There is a funky little workaround for this using hard links to the rack file with a different name (Triton Rack --> Triton Rack 2), so you can use the same rack twice, but this needs to be handled with care: if you make conflicting edits to the two instances in a song (referring to the same file on disk), this can mess things up royally.

I tend to make actual copies of rack files when I need a rack twice. These copies may drift apart (different “presets” for these two racks), but that’s more acceptable to me than having to watch for competing edits all the time… Makes more sense to me - these are actually two different loaded instances in memory - like having two physical synths in a setup…




I use VST host since the Native B4 hit the market about 20 years ago and to this day, I still find that the main weakness about using VST rigs for live gig is that mixing them properly without extensive pre-prod is almost impossible. For live gig I rely on a very limited VSTs that I know very well and that had been used many times. At the opposite, somethin like a Roland Fantom can be used with almost no preparation but selecting the “right sound”. So, how I do I master virtual instruments? By long pre-prod and extensive tweaks until it blends well and is still flexible enough so I will be comfortable in any given situation. This way I can play live with SWAM brass and Winds, Halion Orchestra, AAS Lounge Lizard with ease, as long as it’s not a pick up gig.

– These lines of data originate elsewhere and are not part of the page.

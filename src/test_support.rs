//! Helpers shared by unit tests that need a fake upstream HTTP service.

use axum::Router;

/// Serve `router` on an ephemeral local port and return its base URL.
pub async fn spawn(router: Router) -> String {
    let listener = tokio::net::TcpListener::bind("127.0.0.1:0").await.unwrap();
    let addr = listener.local_addr().unwrap();
    tokio::spawn(async move {
        axum::serve(listener, router).await.unwrap();
    });
    format!("http://{}", addr)
}
use std::sync::Arc;

use axum::{
    Json, Router,
    extract::{
        FromRequest, FromRequestParts, Path, Query, Request, State,
        rejection::{JsonRejection, QueryRejection},
    },
    http::{StatusCode, request::Parts},
    response::{IntoResponse, Response},
    routing::{get, post},
};
use boardroom_common::{HistoryQuery, MemberPatch, NewMember, ValidationError};
use serde::Deserialize;

use crate::auth::{Caller, SharedAuthenticator};
use crate::board::Boardroom;
use crate::errors::{AuthError, BoardError, StoreError};

// ── Shared application state ──────────────────────────────────────────

pub struct AppState {
    pub board: Boardroom,
    /// `None` disables bearer-token checks.
    pub auth: Option<SharedAuthenticator>,
}

impl AppState {
    pub fn new(board: Boardroom, auth: Option<SharedAuthenticator>) -> Self {
        Self { board, auth }
    }
}

pub type SharedState = Arc<AppState>;

// ── Request payload types ─────────────────────────────────────────────

#[derive(Deserialize)]
pub struct AskRequest {
    pub user_id: String,
    pub user_input: String,
}

#[derive(Deserialize)]
pub struct ChainRequest {
    pub user_id: String,
    pub member_id: String,
}

#[derive(Deserialize)]
pub struct HistoryParams {
    pub member_id: Option<String>,
    pub limit: Option<u32>,
}

// ── Error handling ────────────────────────────────────────────────────

#[derive(Debug)]
pub enum ApiError {
    BadRequest(String),
    Unauthorized(String),
    Forbidden(String),
    NotFound(String),
    BadGateway(String),
    Internal(String),
}

impl IntoResponse for ApiError {
    fn into_response(self) -> Response {
        let (status, message) = match self {
            ApiError::BadRequest(msg) => (StatusCode::BAD_REQUEST, msg),
            ApiError::Unauthorized(msg) => (StatusCode::UNAUTHORIZED, msg),
            ApiError::Forbidden(msg) => (StatusCode::FORBIDDEN, msg),
            ApiError::NotFound(msg) => (StatusCode::NOT_FOUND, msg),
            ApiError::BadGateway(msg) => (StatusCode::BAD_GATEWAY, msg),
            ApiError::Internal(msg) => (StatusCode::INTERNAL_SERVER_ERROR, msg),
        };
        (status, Json(serde_json::json!({"error": message}))).into_response()
    }
}

impl From<ValidationError> for ApiError {
    fn from(err: ValidationError) -> Self {
        ApiError::BadRequest(err.to_string())
    }
}

impl From<StoreError> for ApiError {
    fn from(err: StoreError) -> Self {
        tracing::error!(error = %err, "Storage failure");
        ApiError::Internal("Storage request failed".into())
    }
}

impl From<AuthError> for ApiError {
    fn from(err: AuthError) -> Self {
        match err {
            AuthError::MissingToken | AuthError::InvalidToken => {
                ApiError::Unauthorized(err.to_string())
            }
            other => {
                tracing::error!(error = %other, "Identity provider failure");
                ApiError::BadGateway("Could not verify credentials".into())
            }
        }
    }
}

impl From<BoardError> for ApiError {
    fn from(err: BoardError) -> Self {
        match err {
            BoardError::MemberNotFound { .. } | BoardError::HistoryNotFound { .. } => {
                ApiError::NotFound(err.to_string())
            }
            BoardError::Invalid(e) => e.into(),
            BoardError::Generation { member_id, source } => {
                tracing::error!(member_id = %member_id, error = %source, "Generation failed");
                ApiError::BadGateway(format!(
                    "Failed to generate a response for member {member_id}"
                ))
            }
            BoardError::Store(e) => e.into(),
        }
    }
}

impl From<JsonRejection> for ApiError {
    fn from(rejection: JsonRejection) -> Self {
        ApiError::BadRequest(rejection.body_text())
    }
}

impl From<QueryRejection> for ApiError {
    fn from(rejection: QueryRejection) -> Self {
        ApiError::BadRequest(rejection.body_text())
    }
}

fn member_not_found(id: &str) -> ApiError {
    ApiError::NotFound(format!("Member {id} not found"))
}

// ── Extractors ────────────────────────────────────────────────────────

/// `Json` whose rejections render as an [`ApiError`] body.
pub struct ApiJson<T>(pub T);

impl<S, T> FromRequest<S> for ApiJson<T>
where
    Json<T>: FromRequest<S, Rejection = JsonRejection>,
    S: Send + Sync,
{
    type Rejection = ApiError;

    async fn from_request(req: Request, state: &S) -> Result<Self, Self::Rejection> {
        let Json(value) = Json::<T>::from_request(req, state).await?;
        Ok(Self(value))
    }
}

/// `Query` whose rejections render as an [`ApiError`] body.
pub struct ApiQuery<T>(pub T);

impl<S, T> FromRequestParts<S> for ApiQuery<T>
where
    Query<T>: FromRequestParts<S, Rejection = QueryRejection>,
    S: Send + Sync,
{
    type Rejection = ApiError;

    async fn from_request_parts(parts: &mut Parts, state: &S) -> Result<Self, Self::Rejection> {
        let Query(value) = Query::<T>::from_request_parts(parts, state).await?;
        Ok(Self(value))
    }
}

// ── Router ────────────────────────────────────────────────────────────

/// Unauthenticated routes.
pub fn public_router() -> Router<SharedState> {
    Router::new()
        .route("/", get(root))
        .route("/health", get(health_check))
}

/// Board routes; the caller wraps these with the auth middleware.
pub fn api_router() -> Router<SharedState> {
    Router::new()
        .route("/api/members", post(create_member))
        .route("/api/members/user/{user_id}", get(list_user_members))
        .route(
            "/api/members/{id}",
            get(get_member).put(update_member).delete(delete_member),
        )
        .route("/api/history", post(create_history))
        .route("/api/history/user/{user_id}", get(list_history))
        .route("/api/history/member/{member_id}", post(ask_member))
        .route("/api/history/{id}/chain", post(chain_history))
        .route("/api/pictures", get(list_pictures))
}

// ── Handlers ──────────────────────────────────────────────────────────

async fn root() -> impl IntoResponse {
    Json(serde_json::json!({"message": "hello world"}))
}

async fn health_check() -> &'static str {
    "ok"
}

async fn list_user_members(
    State(state): State<SharedState>,
    caller: Caller,
    Path(user_id): Path<String>,
) -> Result<impl IntoResponse, ApiError> {
    caller.authorize(&user_id)?;
    let members = state.board.store().list_members(&user_id).await?;
    Ok(Json(members))
}

async fn get_member(
    State(state): State<SharedState>,
    caller: Caller,
    Path(id): Path<String>,
) -> Result<impl IntoResponse, ApiError> {
    let member = state
        .board
        .store()
        .get_member(&id)
        .await?
        .ok_or_else(|| member_not_found(&id))?;
    caller.authorize(&member.user_id)?;
    Ok(Json(member))
}

async fn create_member(
    State(state): State<SharedState>,
    caller: Caller,
    ApiJson(req): ApiJson<NewMember>,
) -> Result<impl IntoResponse, ApiError> {
    req.validate()?;
    caller.authorize(&req.user_id)?;
    let member = state.board.store().create_member(req).await?;
    tracing::info!(member_id = %member.id, user_id = %member.user_id, "Member created");
    Ok((StatusCode::CREATED, Json(member)))
}

async fn update_member(
    State(state): State<SharedState>,
    caller: Caller,
    Path(id): Path<String>,
    ApiJson(patch): ApiJson<MemberPatch>,
) -> Result<impl IntoResponse, ApiError> {
    patch.validate()?;
    if caller.is_authenticated() {
        let existing = state
            .board
            .store()
            .get_member(&id)
            .await?
            .ok_or_else(|| member_not_found(&id))?;
        caller.authorize(&existing.user_id)?;
    }
    let member = state
        .board
        .store()
        .update_member(&id, patch)
        .await?
        .ok_or_else(|| member_not_found(&id))?;
    Ok(Json(member))
}

async fn delete_member(
    State(state): State<SharedState>,
    caller: Caller,
    Path(id): Path<String>,
) -> Result<impl IntoResponse, ApiError> {
    if caller.is_authenticated() {
        let existing = state
            .board
            .store()
            .get_member(&id)
            .await?
            .ok_or_else(|| member_not_found(&id))?;
        caller.authorize(&existing.user_id)?;
    }
    if !state.board.store().delete_member(&id).await? {
        return Err(member_not_found(&id));
    }
    tracing::info!(member_id = %id, "Member deleted");
    Ok(Json(
        serde_json::json!({"message": "Member deleted successfully"}),
    ))
}

async fn create_history(
    State(state): State<SharedState>,
    caller: Caller,
    ApiJson(req): ApiJson<AskRequest>,
) -> Result<impl IntoResponse, ApiError> {
    caller.authorize(&req.user_id)?;
    let history = state.board.convene(&req.user_id, &req.user_input).await?;
    Ok(Json(serde_json::json!({
        "message": "History created successfully",
        "history": history,
    })))
}

async fn ask_member(
    State(state): State<SharedState>,
    caller: Caller,
    Path(member_id): Path<String>,
    ApiJson(req): ApiJson<AskRequest>,
) -> Result<impl IntoResponse, ApiError> {
    caller.authorize(&req.user_id)?;
    let record = state
        .board
        .ask_member(&req.user_id, &member_id, &req.user_input)
        .await?;
    Ok((StatusCode::CREATED, Json(record)))
}

async fn chain_history(
    State(state): State<SharedState>,
    caller: Caller,
    Path(id): Path<String>,
    ApiJson(req): ApiJson<ChainRequest>,
) -> Result<impl IntoResponse, ApiError> {
    caller.authorize(&req.user_id)?;
    let record = state.board.chain(&req.user_id, &id, &req.member_id).await?;
    Ok((StatusCode::CREATED, Json(record)))
}

async fn list_history(
    State(state): State<SharedState>,
    caller: Caller,
    Path(user_id): Path<String>,
    ApiQuery(params): ApiQuery<HistoryParams>,
) -> Result<impl IntoResponse, ApiError> {
    caller.authorize(&user_id)?;
    let query = HistoryQuery {
        user_id,
        member_id: params.member_id.filter(|m| !m.is_empty()),
        limit: params.limit,
    };
    let records = state.board.history(&query).await?;
    Ok(Json(records))
}

async fn list_pictures(State(state): State<SharedState>) -> Result<impl IntoResponse, ApiError> {
    let pictures = state.board.store().list_pictures().await?;
    Ok(Json(pictures))
}

// ── Tests ─────────────────────────────────────────────────────────────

I’ve got to say, I use all my vst’s live with hardly any processing on them at all. Even take the reverb off most of them unless I’m needing it for a special, over the top effect. I get sound men asking me to take it off in more cases than not. I do of course not count things like chorus n phasers and things like that that form a part of the character of the sound. And I’ll eq a little, within the racks, just to remove a bit of low mid mud and bottom end for the sounds that really don’t need it. Other than that, pretty much straight out of the plugs. And I get lots of comments from noise boys that everything sounds great.

YMMV of course


kx3, You are indeed putting your finger on a sore spot. Working with VSTs is very flexible and allows you to add your own ‘colour’ to the sound, but it requires a lot of pre-production.
An out-of-the-box keyboard will have its sounds ready to go, but the sounds are ‘colored’ by the supplier.
Personally I have a Roland RD-2000 for the piano sounds and use a Korg NanoControl to mix the volumes live of the VST’s to layer it all.

I’ve been using VST rigs live for years now, and I don’t see the need for EXTENSIVE pre-prod, TBH.

I use two simple elements to create a cohesive sound:

  • an EQ at the output of every rack (I use FabFilter Pro-Q 3 - nice to have the option for some bands of dynamic EQ)
  • turning off individual reverbs on instrument racks and using a common “send” reverb rack across my instruments (maybe different for “main” and “lead” part; reverb time and send levels adapted to song tempo)

I tend to equalize my instruments with a “mix-ready” ear (e.g. reduce low end of organs, pianos and e-pianos) - my hammonds sound nothing like a “real” Leslie, but they work well in a mix…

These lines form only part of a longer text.